I was reading Dr Nagler's answer to this question here..https://www.tinnitustalk.com/threads/tinnitus-research.5189/#post-52018 and I disagree with the good docs conclusion or opinion that there will never be a cure for T.
My problem is with this statement.
'If you take someone with perfect hearing and place them in a silent environment they will start to experience Tinnitus!' so because of this statement they come to this conclusion.."So the existence of tinnitus is a normal physiological phenomenon." Which in turn leads Dr Nagler to the conclusion that there will never be a cure for T because it is a normal physiological phenomenon!

I disagree!

Excluding fleeting T which we all know that every person on our planet with good functioning ears experience's fleeting T and maybe even people without functioning ears as well! ( have not researched if this happens in the total deaf person or not).
Which for me at least is usually a high pitch ring with temporary deafness (or what seems to be deafness) in the ear that has the fleeting T, It usually only lasts for a few seconds before clearing up and leaving no trace that it ever happened, just the memory.

T is not a normal function, it is a reaction from your brain to a problem, the same way that pain is a reaction and as scans of the brain has shown the neurons are firing randomly, obviously from some form of trauma or damage to any part of the auditory system, whether it be from disease, loud noise's or some other underlying problem that can go undetected and be diagnosed as an "I don't know how or why you got T".
It may be a so called physiological phenomenon but to call it normal is plain wrong IMO.

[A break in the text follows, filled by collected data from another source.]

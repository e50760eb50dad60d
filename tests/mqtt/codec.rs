use libiot_mqtt::network::application::mqtt::codec::*;
use libiot_mqtt::network::application::mqtt::{ConnectionOptions, Error, Will};
use rand::distributions::Alphanumeric;
use rand::{Rng, thread_rng};

#[test]
fn test_remaining_length_boundaries() {
    let cases: [(u32, &[u8]); 8] = [
        (0, &[0x00]),
        (127, &[0x7F]),
        (128, &[0x80, 0x01]),
        (16_383, &[0xFF, 0x7F]),
        (16_384, &[0x80, 0x80, 0x01]),
        (2_097_151, &[0xFF, 0xFF, 0x7F]),
        (2_097_152, &[0x80, 0x80, 0x80, 0x01]),
        (MAX_REMAINING_LENGTH, &[0xFF, 0xFF, 0xFF, 0x7F]),
    ];
    for (value, bytes) in cases {
        assert_eq!(&encode_remaining_length(value)[..], bytes, "encoding {value}");
        assert_eq!(decode_remaining_length(bytes), Ok((value, bytes.len())));
    }
}

#[test]
#[should_panic]
fn test_remaining_length_overflow_panics() {
    encode_remaining_length(MAX_REMAINING_LENGTH + 1);
}

#[test]
fn test_decode_remaining_length_errors() {
    assert_eq!(
        decode_remaining_length(&[0xFF, 0xFF, 0xFF, 0xFF, 0x01]),
        Err(Error::MalformedRemainingLength)
    );
    assert_eq!(decode_remaining_length(&[0x80, 0x80]), Err(Error::Incomplete));
    assert_eq!(decode_remaining_length(&[]), Err(Error::Incomplete));
}

#[test]
fn test_frame_length() {
    assert_eq!(frame_length(&[0xD0, 0x00]), Ok(2));
    assert_eq!(frame_length(&[0x40, 0x02, 0x00, 0x01, 0x30]), Ok(4));
    assert_eq!(frame_length(&[0x40, 0x02, 0x00]), Err(Error::Incomplete));
}

#[test]
fn test_connect_flags() {
    let base = ConnectionOptions::new("h", "c");
    assert_eq!(connect_flags(&base), 0x02);

    let mut user_only = base.with_credentials("user", None);
    assert_eq!(connect_flags(&user_only), 0x82);
    assert_eq!(connect_flags(&base.with_credentials("user", Some("pw"))), 0xC2);

    // A password without a user name is never sent.
    user_only.username = None;
    user_only.password = Some("pw");
    assert_eq!(connect_flags(&user_only), 0x02);

    let will = Will {
        qos: QoS::AtLeastOnce,
        retain: true,
        ..Will::new("c/status", "offline")
    };
    assert_eq!(connect_flags(&base.with_will(will)), 0x2E);
    assert_eq!(
        connect_flags(&base.with_will(will).with_credentials("u", Some("p"))),
        0xEE
    );
}

#[test]
fn test_build_connect_minimal() {
    let packet = build_connect(&ConnectionOptions::new("h", "c")).unwrap();
    assert_eq!(
        &packet[..],
        &[
            0x10, 13, 0x00, 0x04, b'M', b'Q', b'T', b'T', 0x04, 0x02, 0x00, 0x3C, 0x00, 0x01, b'c'
        ]
    );
}

#[test]
fn test_build_connect_payload_order() {
    let options = ConnectionOptions::new("h", "id")
        .with_will(Will::new("w", "bye"))
        .with_credentials("u", Some("p"));
    let packet = build_connect(&options).unwrap();
    let payload = &packet[12..];
    assert_eq!(
        payload,
        &[0, 2, b'i', b'd', 0, 1, b'w', 0, 3, b'b', b'y', b'e', 0, 1, b'u', 0, 1, b'p']
    );
}

#[test]
fn test_fixed_packets() {
    assert_eq!(build_pingreq(), [0xC0, 0x00]);
    assert_eq!(build_disconnect(), [0xE0, 0x00]);
    assert_eq!(build_puback(0x1234), [0x40, 0x02, 0x12, 0x34]);
}

#[test]
fn test_build_subscribe() {
    let packet = build_subscribe("a/b", QoS::AtLeastOnce, 10).unwrap();
    assert_eq!(&packet[..], &[0x82, 8, 0, 10, 0, 3, b'a', b'/', b'b', 1]);
}

#[test]
fn test_build_unsubscribe() {
    let packet = build_unsubscribe("a/b", 11).unwrap();
    assert_eq!(&packet[..], &[0xA2, 7, 0, 11, 0, 3, b'a', b'/', b'b']);
}

#[test]
fn test_return_code_descriptions() {
    let expected = [
        "Connection Accepted.",
        "Connection Refused, unacceptable protocol version.",
        "Connection Refused, identifier rejected.",
        "Connection Refused, server unavailable.",
        "Connection Refused, bad user name or password.",
        "Connection Refused, not authorized.",
    ];
    for (code, text) in expected.iter().enumerate() {
        assert_eq!(describe_connect_return_code(code as u8), *text);
    }
    assert_eq!(describe_connect_return_code(6), "unknown return code: 6.");
    assert_eq!(describe_connect_return_code(255), "unknown return code: 255.");
}

#[test]
fn test_parse_connack() {
    assert_eq!(parse_connack(&[0x20, 0x02, 0x00, 0x00]), Ok(ConnectReturnCode::Accepted));
    assert_eq!(
        parse_connack(&[0x20, 0x02, 0x00, 0x04]),
        Ok(ConnectReturnCode::BadUserNameOrPassword)
    );
    assert_eq!(parse_connack(&[0x20, 0x02, 0x00, 0x09]), Ok(ConnectReturnCode::Unknown(9)));
    assert_eq!(parse_connack(&[0x20, 0x02, 0x00]), Err(Error::Incomplete));
    assert_eq!(parse_connack(&[0x30, 0x02, 0x00, 0x00]), Err(Error::MalformedPacket));
}

#[test]
fn test_parse_packet_id() {
    assert_eq!(parse_packet_id(&[0x40, 0x02, 0xAB, 0xCD]), Ok(0xABCD));
    assert_eq!(parse_packet_id(&[0x90, 0x03, 0x00, 0x07, 0x01]), Ok(7));
    assert_eq!(parse_packet_id(&[0x40, 0x01, 0xAB]), Err(Error::MalformedPacket));
}

#[test]
fn test_packet_type_from_header() {
    assert_eq!(ControlPacketType::from_header(0x32), Ok(ControlPacketType::Publish));
    assert_eq!(ControlPacketType::from_header(0xD0), Ok(ControlPacketType::PingResp));
    assert_eq!(ControlPacketType::try_from(0), Err(Error::InvalidPacketType));
    assert_eq!(ControlPacketType::try_from(15), Err(Error::InvalidPacketType));
}

#[test]
fn test_publish_round_trip() {
    for qos in [QoS::AtMostOnce, QoS::AtLeastOnce] {
        for retain in [false, true] {
            let packet = build_publish("home/kitchen", b"21.0", qos, retain, 99).unwrap();
            let message = parse_publish(&packet).unwrap();
            assert_eq!(message.topic.as_str(), "home/kitchen");
            assert_eq!(&message.content[..], b"21.0");
            assert_eq!(message.qos, qos);
            assert_eq!(message.retain, retain);
            assert_eq!(message.pid, (qos == QoS::AtLeastOnce).then_some(99));
        }
    }
}

#[test]
fn test_publish_long_payload() {
    let payload = [0xA5u8; 200];
    let packet = build_publish("big", &payload, QoS::AtMostOnce, false, 0).unwrap();
    // 2 + 3 topic bytes + 200 payload bytes need two length bytes.
    assert_eq!(&packet[1..3], &[0xCD, 0x01]);

    let message = parse_publish(&packet).unwrap();
    assert_eq!(message.content.len(), 200);
    assert_eq!(&message.content[..], &payload[..]);
}

#[test]
fn test_publish_next_offset() {
    let first = build_publish("a", b"1", QoS::AtMostOnce, false, 0).unwrap();
    let second = build_publish("b", b"2", QoS::AtLeastOnce, false, 5).unwrap();
    let mut buf = first.to_vec();
    buf.extend_from_slice(&second);

    let message = parse_publish(&buf).unwrap();
    assert_eq!(message.next, Some(first.len()));
    let message = parse_publish(&buf[first.len()..]).unwrap();
    assert_eq!(message.topic.as_str(), "b");
    assert_eq!(message.next, None);

    let mut padded = first.to_vec();
    padded.extend_from_slice(&[0, 0]);
    assert_eq!(parse_publish(&padded).unwrap().next, None);
}

#[test]
fn test_publish_random_round_trip() {
    let mut rng = thread_rng();
    for _ in 0..200 {
        let topic_len = rng.gen_range(1..=MAX_TOPIC_LEN);
        let topic: String = (&mut rng)
            .sample_iter(Alphanumeric)
            .take(topic_len)
            .map(char::from)
            .collect();
        let mut payload = vec![0u8; rng.gen_range(0..=MAX_PAYLOAD_LEN - 16)];
        rng.fill(&mut payload[..]);
        let qos = if rng.gen_bool(0.5) {
            QoS::AtLeastOnce
        } else {
            QoS::AtMostOnce
        };
        let pid = rng.gen_range(1..=u16::MAX);

        let packet = build_publish(&topic, &payload, qos, false, pid).unwrap();
        assert_eq!(frame_length(&packet), Ok(packet.len()));
        let message = parse_publish(&packet).unwrap();
        assert_eq!(message.topic.as_str(), topic);
        assert_eq!(&message.content[..], &payload[..]);
    }
}

#[test]
fn test_publish_too_large() {
    let payload = [0u8; MAX_PACKET_LEN];
    assert_eq!(
        build_publish("t", &payload, QoS::AtMostOnce, false, 0),
        Err(Error::BufferOverflow)
    );
}

#[test]
fn test_parse_publish_errors() {
    assert_eq!(
        parse_publish(&[0x30, 0x05, 0x00, 0x02, 0xFF, 0xFE, b'x']),
        Err(Error::InvalidUtf8)
    );
    assert_eq!(parse_publish(&[0x30, 0x0A, 0x00, 0x01]), Err(Error::Incomplete));
    assert_eq!(parse_publish(&[0x30, 0x02, 0x00, 0x05]), Err(Error::MalformedPacket));
    assert_eq!(parse_publish(&[0x36, 0x02, 0x00, 0x00]), Err(Error::MalformedPacket));
    assert_eq!(parse_publish(&[0x40, 0x02, 0x00, 0x01]), Err(Error::MalformedPacket));
}

#[test]
fn test_pack_string() {
    let packed: heapless::Vec<u8, 8> = pack_string("abc").unwrap();
    assert_eq!(&packed[..], &[0, 3, b'a', b'b', b'c']);

    let long = "x".repeat(65_536);
    assert_eq!(pack_string::<16>(&long), Err(Error::StringTooLong));
    assert_eq!(pack_string::<4>("abc"), Err(Error::BufferOverflow));
}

The so called Tinnitus that people without T get in a quiet environment is not the T that you or I have got all the time, for one thing ours is louder and if I may hazard a guess is a different tone to THE SOUND OF SILENCE that these people who describe the noise say that they hear in a quiet environment.
I make this statement because I remember before I had T when I valued my silence, I would deliberately put myself into the most quiet situations I could because I loved the sound of silence and I remember it well and guess what? it was way different to what I'm experiencing now and I wonder how many of these people who describe a noise in a quiet environment are in the percentage of people with T who don't let it concern them so are not experiencing the sound of silence at all but actually have T and didn't know it!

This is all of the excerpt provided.